More generally, the concept of survivorship may be applied to complex adaptive systems (CAS) en masse. The broader understanding of CAS may include businesses, ecosystems, and civilizations. It is this last category that is the focus of the research reported on here. If a collection of different civilization lifespans can be accumulated and if those civilizations existed under relatively similar conditions, say, of energy acquisition, then this collection of civilizations may be considered as a cohort and the fiction of those civilizations originating at the same time may be indulged in. Therefore, this dataset of civilizations may be treated in the same way as a cohort of individuals and their survivorship can be represented graphically. There is however a significant point of departure with respect to the biology of the survivorship of a relatively discrete biological entity as opposed to a business, an ecosystem, or a civilization; that is the mode of reproduction. At the level of a more dispersed system, the individual units reproduce, but the system itself provides context for that reproduction. The specific processes for graphical preparation will be discussed in the next section.
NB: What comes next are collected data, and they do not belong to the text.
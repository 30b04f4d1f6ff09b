use dioxus::prelude::*;

#[derive(Clone, Copy, Debug, PartialEq, Eq)]
pub enum ViewError {
    /// The dictionary lookup failed; the drill cannot continue.
    Translation,
    Unknown,
}

impl ViewError {
    #[must_use]
    pub fn message(self) -> &'static str {
        match self {
            ViewError::Translation => {
                "Could not reach the dictionary. The practice has ended."
            }
            ViewError::Unknown => "Something went wrong. The practice has ended.",
        }
    }
}

#[derive(Clone, Debug, PartialEq)]
pub enum ViewState<T> {
    Idle,
    Loading,
    Ready(T),
    Error(ViewError),
}

#[must_use]
pub fn view_state_from_resource<T: Clone>(
    resource: Resource<Result<T, ViewError>>,
) -> ViewState<T> {
    match resource.state().cloned() {
        UseResourceState::Pending => ViewState::Loading,
        UseResourceState::Ready => match resource.value().read().as_ref() {
            Some(Ok(data)) => ViewState::Ready(data.clone()),
            Some(Err(err)) => ViewState::Error(*err),
            None => ViewState::Error(ViewError::Unknown),
        },
        UseResourceState::Paused | UseResourceState::Stopped => ViewState::Idle,
    }
}
use drill_core::model::{FrontEnd, practice_summary};
use services::{ActiveDrill, DrillError, DrillService, DrillStep};

use crate::views::ViewError;

#[derive(Clone, Copy, Debug, PartialEq, Eq)]
pub enum FeedbackTone {
    Idle,
    Correct,
    Wrong,
    Finished,
}

impl FeedbackTone {
    #[must_use]
    pub fn css_class(self) -> &'static str {
        match self {
            FeedbackTone::Idle => "drill-feedback",
            FeedbackTone::Correct => "drill-feedback drill-feedback--correct",
            FeedbackTone::Wrong => "drill-feedback drill-feedback--wrong",
            FeedbackTone::Finished => "drill-feedback drill-feedback--finished",
        }
    }
}

#[derive(Clone, Debug, PartialEq, Eq)]
pub struct FeedbackVm {
    pub text: String,
    pub tone: FeedbackTone,
}

impl FeedbackVm {
    #[must_use]
    pub fn idle() -> Self {
        Self {
            text: String::new(),
            tone: FeedbackTone::Idle,
        }
    }

    #[must_use]
    pub fn from_step(step: &DrillStep) -> Self {
        match step {
            DrillStep::Correct { speed, .. } => Self {
                text: format!("correct! {speed}"),
                tone: FeedbackTone::Correct,
            },
            DrillStep::Wrong => Self {
                text: "wrong!".into(),
                tone: FeedbackTone::Wrong,
            },
            DrillStep::Finished { practiced } => Self {
                text: practice_summary(*practiced),
                tone: FeedbackTone::Finished,
            },
        }
    }
}

/// Window-side state of one drill.
#[derive(Clone, Debug)]
pub struct DrillVm {
    drill: ActiveDrill,
    feedback: FeedbackVm,
}

impl DrillVm {
    #[must_use]
    pub fn new(drill: ActiveDrill) -> Self {
        Self {
            drill,
            feedback: FeedbackVm::idle(),
        }
    }

    /// `word  -  translation` for the question label.
    #[must_use]
    pub fn question(&self) -> String {
        self.drill.prompt().to_string()
    }

    #[must_use]
    pub fn feedback(&self) -> &FeedbackVm {
        &self.feedback
    }

    #[must_use]
    pub fn success_count(&self) -> u32 {
        self.drill.success_count()
    }

    #[must_use]
    pub fn is_finished(&self) -> bool {
        self.drill.is_finished()
    }

    /// Whether submitting `line` scores the current word and so triggers a
    /// lookup for the next one.
    #[must_use]
    pub fn fetches_next_word(&self, line: &str) -> bool {
        let session = self.drill.session();
        !session.is_finished()
            && session
                .current_word()
                .matches(session.front_end().normalize_input(line))
    }

    /// Submit the entry field's text.
    ///
    /// Returns `Some(practiced)` when this submission finished the drill.
    ///
    /// # Errors
    ///
    /// Returns `ViewError::Translation` when the next word cannot be looked up.
    pub async fn submit(
        &mut self,
        service: &DrillService,
        line: &str,
    ) -> Result<Option<u32>, ViewError> {
        let step = service
            .answer(&mut self.drill, line)
            .await
            .map_err(map_drill_error)?;
        self.feedback = FeedbackVm::from_step(&step);
        match step {
            DrillStep::Finished { practiced } => Ok(Some(practiced)),
            DrillStep::Correct { .. } | DrillStep::Wrong => Ok(None),
        }
    }
}

fn map_drill_error(err: DrillError) -> ViewError {
    tracing::error!(error = %err, "drill failed");
    match err {
        DrillError::Translation(_) => ViewError::Translation,
        _ => ViewError::Unknown,
    }
}

/// # Errors
///
/// Returns `ViewError::Translation` when the first lookup fails.
/// Returns `ViewError::Unknown` for other failures.
pub async fn start_drill(service: &DrillService) -> Result<DrillVm, ViewError> {
    let drill = service
        .start(FrontEnd::Window)
        .await
        .map_err(map_drill_error)?;
    Ok(DrillVm::new(drill))
}

#[cfg(test)]
mod tests {
    use std::sync::Arc;

    use async_trait::async_trait;
    use drill_core::model::{Word, WordList};
    use drill_core::time::fixed_clock;
    use services::{Translation, TranslationError, TranslationSource};

    use super::*;

    struct EchoDictionary;

    #[async_trait]
    impl TranslationSource for EchoDictionary {
        async fn lookup(&self, word: &Word) -> Result<Translation, TranslationError> {
            Ok(Translation::Found(word.as_str().to_uppercase()))
        }
    }

    fn service(words: &[&str]) -> DrillService {
        let words = WordList::from_lines(words.iter().copied()).unwrap();
        DrillService::new(fixed_clock(), Arc::new(words), Arc::new(EchoDictionary))
    }

    #[tokio::test]
    async fn question_shows_word_and_translation() {
        let svc = service(&["cat"]);
        let vm = start_drill(&svc).await.unwrap();
        assert_eq!(vm.question(), "cat  -  CAT");
        assert_eq!(vm.feedback(), &FeedbackVm::idle());
    }

    #[tokio::test]
    async fn entry_text_is_trimmed_before_comparison() {
        let svc = service(&["cat"]);
        let mut vm = start_drill(&svc).await.unwrap();
        let finished = vm.submit(&svc, "  cat  ").await.unwrap();
        assert_eq!(finished, None);
        assert_eq!(vm.feedback().tone, FeedbackTone::Correct);
        assert!(vm.feedback().text.starts_with("correct! "));
        assert!(vm.feedback().text.ends_with(" char/s"));
        assert_eq!(vm.success_count(), 1);
    }

    #[tokio::test]
    async fn wrong_answer_turns_feedback_red() {
        let svc = service(&["cat"]);
        let mut vm = start_drill(&svc).await.unwrap();
        vm.submit(&svc, "dog").await.unwrap();
        assert_eq!(
            vm.feedback(),
            &FeedbackVm {
                text: "wrong!".into(),
                tone: FeedbackTone::Wrong
            }
        );
        assert_eq!(vm.question(), "cat  -  CAT");
    }

    #[tokio::test]
    async fn only_the_current_word_triggers_a_lookup() {
        let svc = service(&["cat"]);
        let vm = start_drill(&svc).await.unwrap();
        assert!(vm.fetches_next_word("cat"));
        assert!(vm.fetches_next_word("  cat\n"));
        assert!(!vm.fetches_next_word("cta"));
        assert!(!vm.fetches_next_word("finish practice"));
    }

    #[tokio::test]
    async fn finish_command_reports_count() {
        let svc = service(&["cat"]);
        let mut vm = start_drill(&svc).await.unwrap();
        vm.submit(&svc, "cat").await.unwrap();
        vm.submit(&svc, "cat").await.unwrap();
        let finished = vm.submit(&svc, "finish practice").await.unwrap();
        assert_eq!(finished, Some(2));
        assert!(vm.is_finished());
        assert_eq!(vm.feedback().text, "Practiced 2 words!");
        assert_eq!(
            vm.feedback().tone.css_class(),
            "drill-feedback drill-feedback--finished"
        );
    }
}
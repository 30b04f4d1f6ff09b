mod front_end;
mod session;
mod speed;
mod word;

pub use front_end::{FrontEnd, TimerReset};
pub use session::{
    AnswerOutcome, FINISH_COMMAND, Session, SessionError, SessionPhase, practice_summary,
};
pub use speed::TypingSpeed;
pub use word::{Word, WordError, WordList, WordListError};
Luke Kemp (2019) has published lifespan data for ancient civilizations. The time over which the data were collected extends from 3000 BCE to 1000 CE, a period of time over which there were only agrarian civilizations; this implies a similar energy source for all civilizations represented, although surpluses of this energy source used may vary in magnitude. It is important to note that urban area formation is directly associated with civilization existence and therefore with agrarian surplus generated. However, not all civilizations of the time period being considered had significant urban areas; steppe nomads fall into this last category. Even so, the steppe nomad civilizations did depend on civilizations that were urbanized.
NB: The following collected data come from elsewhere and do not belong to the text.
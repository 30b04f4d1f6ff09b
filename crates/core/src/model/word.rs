use std::fmt;

use thiserror::Error;

#[derive(Debug, Error, Clone, PartialEq, Eq)]
#[non_exhaustive]
pub enum WordError {
    #[error("word must not be empty")]
    Empty,
}

#[derive(Debug, Error, Clone, PartialEq, Eq)]
#[non_exhaustive]
pub enum WordListError {
    #[error("word list has no entries")]
    Empty,
}

/// A single vocabulary entry, stored without surrounding whitespace.
#[derive(Debug, Clone, PartialEq, Eq, Hash)]
pub struct Word(String);

impl Word {
    /// Parse a raw line into a word, trimming surrounding whitespace.
    ///
    /// # Errors
    ///
    /// Returns `WordError::Empty` when nothing is left after trimming.
    pub fn parse(raw: impl AsRef<str>) -> Result<Self, WordError> {
        let trimmed = raw.as_ref().trim();
        if trimmed.is_empty() {
            return Err(WordError::Empty);
        }
        Ok(Self(trimmed.to_owned()))
    }

    #[must_use]
    pub fn as_str(&self) -> &str {
        &self.0
    }

    /// Length in characters, which is what typing speed is measured in.
    #[must_use]
    pub fn char_count(&self) -> usize {
        self.0.chars().count()
    }

    /// Exact, case-sensitive comparison against already-normalized input.
    #[must_use]
    pub fn matches(&self, input: &str) -> bool {
        self.0 == input
    }
}

impl fmt::Display for Word {
    fn fmt(&self, f: &mut fmt::Formatter<'_>) -> fmt::Result {
        f.write_str(&self.0)
    }
}

impl AsRef<str> for Word {
    fn as_ref(&self) -> &str {
        &self.0
    }
}

/// The vocabulary for a run. Never empty, immutable once built.
#[derive(Debug, Clone, PartialEq, Eq)]
pub struct WordList {
    words: Vec<Word>,
}

impl WordList {
    /// # Errors
    ///
    /// Returns `WordListError::Empty` if `words` is empty.
    pub fn new(words: Vec<Word>) -> Result<Self, WordListError> {
        if words.is_empty() {
            return Err(WordListError::Empty);
        }
        Ok(Self { words })
    }

    /// Build a list from raw file lines. Each line is trimmed; blank lines are skipped.
    ///
    /// # Errors
    ///
    /// Returns `WordListError::Empty` if no line holds a word.
    pub fn from_lines<I, S>(lines: I) -> Result<Self, WordListError>
    where
        I: IntoIterator<Item = S>,
        S: AsRef<str>,
    {
        let words = lines
            .into_iter()
            .filter_map(|line| Word::parse(line).ok())
            .collect();
        Self::new(words)
    }

    #[must_use]
    pub fn len(&self) -> usize {
        self.words.len()
    }

    /// Always false for a constructed list.
    #[must_use]
    pub fn is_empty(&self) -> bool {
        self.words.is_empty()
    }

    #[must_use]
    pub fn get(&self, index: usize) -> Option<&Word> {
        self.words.get(index)
    }

    #[must_use]
    pub fn contains(&self, word: &Word) -> bool {
        self.words.contains(word)
    }

    #[must_use]
    pub fn as_slice(&self) -> &[Word] {
        &self.words
    }

    pub fn iter(&self) -> impl Iterator<Item = &Word> {
        self.words.iter()
    }
}
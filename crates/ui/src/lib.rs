pub mod app;
pub mod context;
pub mod views;
pub mod vm;

pub use app::App;
pub use context::{AppContext, UiApp, build_app_context};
A comment should be made at this point regarding the relationship between the magnitude of energy accessible to a given civilization and the degree of urbanization associated with that particular civilization. The pattern of urbanization over the last 5,000 years has been investigated by Harper (2019) as represented by the size of the maximum urban area for the world-system as a whole, that is the globe in toto, over that period of time. This maximum urban area pattern of sizes (with respect to population) over this period of time is punctuated in form revealing periods of stasis separated by periods of rapid maximum urban area growth. It is the contention here that these maximum urban area magnitudes are a consequence of the limits to energy availability, and, as these sizes are characteristic of the entire world-system, they apply to all civilizations extant at a given time. Therefore, individual civilizational characteristics, while indicative of a given civilization, are not determinants per se of maximum urban area limits; those limits are most probably characteristic of the underlying biology of *Homo sapiens*.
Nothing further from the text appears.